Enabling Region-Specific Control via Lassos in Point-Based Colorization
Sanghyeon Lee, Jooyeol Yun, Jaegul Choo
TL;DR
This work tackles color collapse in point-based interactive colorization by introducing a lasso tool that bounds color propagation and a localization attention mask to gate cross-attention within user-defined regions. The method uses a Transformer-based pipeline where grayscale queries attend to color hints through a masked cross-attention map $M_l$, ensuring colors spread only within specified lassos and their vicinity. Key contributions include simulating user hints during training, a detailed hint-encoder and localized-attention architecture, and an objective based on the Huber loss in CIE $L\*a\*b\*$ space.
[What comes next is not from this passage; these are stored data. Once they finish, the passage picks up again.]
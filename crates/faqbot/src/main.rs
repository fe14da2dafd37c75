//! # FAQ Bot CLI (`faqbot`)
//!
//! ## Usage
//!
//! ```bash
//! faqbot --config ./config/faqbot.toml <command>
//! ```
//!
//! ## Commands
//!
//! | Command | Description |
//! |---------|-------------|
//! | `faqbot serve` | Start the chat web server |
//! | `faqbot ask "<query>"` | Answer one query and exit |
//! | `faqbot check` | Validate the config and corpus, print a summary |
//!
//! Log verbosity is controlled with `RUST_LOG` (default `faqbot=info,tower_http=info`).

use clap::{Parser, Subcommand};
use std::path::PathBuf;
use tracing_subscriber::EnvFilter;

use faqbot::config;
use faqbot::context::AppContext;

/// FAQ Bot: answers questions from a CSV knowledge base.
#[derive(Parser)]
#[command(
    name = "faqbot",
    about = "FAQ Bot: answers questions from a CSV knowledge base",
    version
)]
struct Cli {
    /// Path to configuration file (TOML).
    #[arg(long, global = true, default_value = "./config/faqbot.toml")]
    config: PathBuf,

    #[command(subcommand)]
    command: Commands,
}

#[derive(Subcommand)]
enum Commands {
    /// Start the chat web server.
    ///
    /// Loads the corpus, embeds it when the matching strategy needs
    /// vectors, then serves `GET`/`POST /`, `POST /api/ask` and
    /// `GET /health` on `[server].bind`.
    Serve,

    /// Answer a single query and print the reply.
    Ask {
        /// The question to ask.
        query: String,
    },

    /// Validate the configuration and corpus without serving.
    Check,
}

fn init_tracing() {
    let filter = EnvFilter::try_from_default_env()
        .unwrap_or_else(|_| EnvFilter::new("faqbot=info,tower_http=info"));
    tracing_subscriber::fmt()
        .with_env_filter(filter)
        .with_writer(std::io::stderr)
        .init();
}

#[tokio::main]
async fn main() -> anyhow::Result<()> {
    init_tracing();
    let cli = Cli::parse();
    let cfg = config::load_config(&cli.config)?;

    match cli.command {
        Commands::Serve => {
            let ctx = AppContext::init(cfg).await?;
            faqbot::server::run_server(ctx).await?;
        }
        Commands::Ask { query } => {
            faqbot::chat::run_ask(cfg, &query).await?;
        }
        Commands::Check => {
            let corpus = faqbot::corpus::load_corpus(&cfg.corpus.path)?;
            println!("Corpus:      {}", cfg.corpus.path.display());
            println!("Questions:   {}", corpus.len());
            println!("Strategy:    {}", cfg.matching.strategy);
            println!("Embedding:   {}", cfg.embedding.provider);
            println!("Generation:  {}", cfg.generation.provider);
            println!("Bind:        {}", cfg.server.bind);
        }
    }

    Ok(())
}
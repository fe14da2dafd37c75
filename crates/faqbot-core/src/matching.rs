//! Exact question matching.

use serde::Serialize;

use crate::corpus::Corpus;
use crate::normalize::normalize;

/// The corpus entry an exact match resolved to.
#[derive(Debug, Clone, PartialEq, Serialize)]
pub struct ExactMatch<'a> {
    /// Position of the matched pair in the corpus.
    pub index: usize,
    pub question: &'a str,
    pub answer: &'a str,
}

/// Find the first corpus question equal to `query`.
///
/// A question matches when its trimmed, lowercased text equals the trimmed,
/// lowercased query, or when both normalize to the same string. The scan is
/// linear with no index.
///
/// Queries that normalize to the empty string never match, even against a
/// corpus question made only of punctuation.
pub fn exact_match<'a>(query: &str, corpus: &'a Corpus) -> Option<ExactMatch<'a>> {
    let normalized = normalize(query);
    if normalized.is_empty() {
        return None;
    }
    let clean = query.trim().to_lowercase();

    corpus
        .questions()
        .iter()
        .zip(corpus.normalized_questions())
        .position(|(question, question_norm)| {
            question.trim().to_lowercase() == clean || *question_norm == normalized
        })
        .map(|index| ExactMatch {
            index,
            question: &corpus.questions()[index],
            answer: &corpus.answers()[index],
        })
}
Empirical results show the lasso-enabled approach reduces the number of interactions and time to reach target quality, mitigates color collapse on challenging datasets, and maintains competitive PSNR/LPIPS against point-only baselines, with practical benefits for interactive color editing.
Abstract
Point-based interactive colorization techniques allow users to effortlessly colorize grayscale images using user-provided color hints. However, point-based methods often face challenges when different colors are given to semantically similar areas, leading to color intermingling and unsatisfactory results-an issue we refer to as color collapse. The fundamental cause of color collapse is the inadequacy of points for defining the boundaries for each color. To mitigate color collapse, we introduce a lasso tool that can control the scope of each color hint. Additionally, we design a framework that leverages the user-provided lassos to localize the attention masks. The experimental results show that using a single lasso is as effective as applying 4.18 individual color hints and can achieve the desired outcomes in 30% less time than using points alone.